# How to work with ERA5 single levels on Earth Data Hub
### Modelling of climate zones in Europe

***
This notebook will provide you guidance on how to access and use the `ecv-for-climate-change-1979-2023.zarr` datset on Earth Data Hub (EDH).

The first goal is to compute monthly averages over Europe.

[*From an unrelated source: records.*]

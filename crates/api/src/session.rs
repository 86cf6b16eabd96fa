// Copyright (C) 2026 Fred Clausen
// Use of this source code is governed by an MIT-style
// license that can be found in the LICENSE file or at
// https://opensource.org/licenses/MIT.

//! In-memory registry of client sessions.
//!
//! Each session owns one `SessionState` and is addressed by an opaque
//! token. Sessions expire after a period of inactivity and are never
//! persisted; restarting the server logs everyone out.

use std::collections::HashMap;

use croprec::SessionState;
use time::{Duration, OffsetDateTime};
use tracing::{debug, info};

use crate::error::ApiError;

/// A registered session.
#[derive(Debug, Clone, PartialEq, Eq)]
pub struct SessionRecord {
    /// The session's controller state.
    pub state: SessionState,
    /// When the session was last used.
    pub last_seen: OffsetDateTime,
}

impl SessionRecord {
    fn is_expired(&self, now: OffsetDateTime, ttl: Duration) -> bool {
        now - self.last_seen > ttl
    }
}

/// Token-addressed session states with an idle timeout.
#[derive(Debug)]
pub struct SessionRegistry {
    sessions: HashMap<String, SessionRecord>,
    ttl: Duration,
}

impl Default for SessionRegistry {
    fn default() -> Self {
        Self::new(Self::DEFAULT_TTL)
    }
}

impl SessionRegistry {
    /// Default idle timeout (30 minutes).
    pub const DEFAULT_TTL: Duration = Duration::minutes(30);

    /// Creates an empty registry whose sessions expire after `ttl` of
    /// inactivity.
    #[must_use]
    pub fn new(ttl: Duration) -> Self {
        Self {
            sessions: HashMap::new(),
            ttl,
        }
    }

    /// Returns the idle timeout.
    #[must_use]
    pub const fn ttl(&self) -> Duration {
        self.ttl
    }

    /// Starts a new session on the login page and returns its token.
    ///
    /// Expired sessions are purged first.
    pub fn create(&mut self) -> String {
        self.create_at(OffsetDateTime::now_utc())
    }

    /// Starts a new session as of `now`.
    pub fn create_at(&mut self, now: OffsetDateTime) -> String {
        self.purge_expired_at(now);

        let token: String = generate_session_token(now);
        self.sessions.insert(
            token.clone(),
            SessionRecord {
                state: SessionState::new(),
                last_seen: now,
            },
        );

        info!(active_sessions = self.sessions.len(), "Session created");
        token
    }

    /// Returns a session's state and marks it as used.
    ///
    /// # Errors
    ///
    /// Returns `ApiError::SessionNotFound` if the token is unknown or the
    /// session has expired. An expired session is removed.
    pub fn get(&mut self, token: &str) -> Result<SessionState, ApiError> {
        self.get_at(token, OffsetDateTime::now_utc())
    }

    /// Returns a session's state as of `now` and marks it as used.
    ///
    /// # Errors
    ///
    /// Returns `ApiError::SessionNotFound` if the token is unknown or the
    /// session has expired.
    pub fn get_at(&mut self, token: &str, now: OffsetDateTime) -> Result<SessionState, ApiError> {
        let record: &mut SessionRecord = self.live_record(token, now)?;
        record.last_seen = now;
        Ok(record.state.clone())
    }

    /// Replaces a session's state.
    ///
    /// # Errors
    ///
    /// Returns `ApiError::SessionNotFound` if the token is unknown or the
    /// session has expired.
    pub fn update(&mut self, token: &str, state: SessionState) -> Result<(), ApiError> {
        self.update_at(token, state, OffsetDateTime::now_utc())
    }

    /// Replaces a session's state as of `now`.
    ///
    /// # Errors
    ///
    /// Returns `ApiError::SessionNotFound` if the token is unknown or the
    /// session has expired.
    pub fn update_at(
        &mut self,
        token: &str,
        state: SessionState,
        now: OffsetDateTime,
    ) -> Result<(), ApiError> {
        let record: &mut SessionRecord = self.live_record(token, now)?;
        record.state = state;
        record.last_seen = now;
        Ok(())
    }

    /// Ends a session. Returns `false` if the token was unknown.
    pub fn end(&mut self, token: &str) -> bool {
        let removed: bool = self.sessions.remove(token).is_some();
        if removed {
            info!(active_sessions = self.sessions.len(), "Session ended");
        }
        removed
    }

    /// Removes every expired session. Returns how many were removed.
    pub fn purge_expired(&mut self) -> usize {
        self.purge_expired_at(OffsetDateTime::now_utc())
    }

    /// Removes every session expired as of `now`.
    pub fn purge_expired_at(&mut self, now: OffsetDateTime) -> usize {
        let ttl: Duration = self.ttl;
        let before: usize = self.sessions.len();
        self.sessions
            .retain(|_, record| !record.is_expired(now, ttl));
        let purged: usize = before - self.sessions.len();
        if purged > 0 {
            debug!(purged, "Purged expired sessions");
        }
        purged
    }

    /// Number of registered sessions, including any not yet purged.
    #[must_use]
    pub fn len(&self) -> usize {
        self.sessions.len()
    }

    /// Returns `true` if no sessions are registered.
    #[must_use]
    pub fn is_empty(&self) -> bool {
        self.sessions.is_empty()
    }

    fn live_record(
        &mut self,
        token: &str,
        now: OffsetDateTime,
    ) -> Result<&mut SessionRecord, ApiError> {
        let expired: bool = match self.sessions.get(token) {
            None => {
                return Err(ApiError::SessionNotFound {
                    reason: String::from("Unknown session token"),
                });
            }
            Some(record) => record.is_expired(now, self.ttl),
        };

        if expired {
            self.sessions.remove(token);
            debug!("Rejected expired session");
            return Err(ApiError::SessionNotFound {
                reason: String::from("Session expired"),
            });
        }

        self.sessions
            .get_mut(token)
            .ok_or_else(|| ApiError::SessionNotFound {
                reason: String::from("Unknown session token"),
            })
    }
}

/// Generates an opaque session token.
fn generate_session_token(now: OffsetDateTime) -> String {
    format!(
        "session_{}_{:016x}{:016x}",
        now.unix_timestamp_nanos(),
        rand::random::<u64>(),
        rand::random::<u64>()
    )
}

The second goal is model a given number of different climate using a profile classification model.
***

## What you will learn:

* how to access and preview the dataset
* select and reduce the data
* define a profile classification model (PCM)
* plot the results

## Preparation of software packages for Google Colab
***

* The zarr package is needed by xarray to use engine="zarr" for Earth Data Hub datasets, needs to be installed before xarray is imported
* The s3fs package is needed to access S3


In [2]:
# install dependencies
# this cell might need to be run twice to solve version conflicts
# can not use the apt package python3-zarr because of too old numcodecs without BitRound compressor
#!apt-get remove -y python3-numcodecs

!pip install zarr
!pip install cartopy
# use latest pyxpcm to avoid incompatibility with new numpy versions
#!pip install pyxpcm
!pip install ipython==8.3.0
!pip install git+https://github.com/obidam/pyxpcm.git@master


Collecting zarr
  Downloading zarr-2.17.0-py3-none-any.whl (207 kB)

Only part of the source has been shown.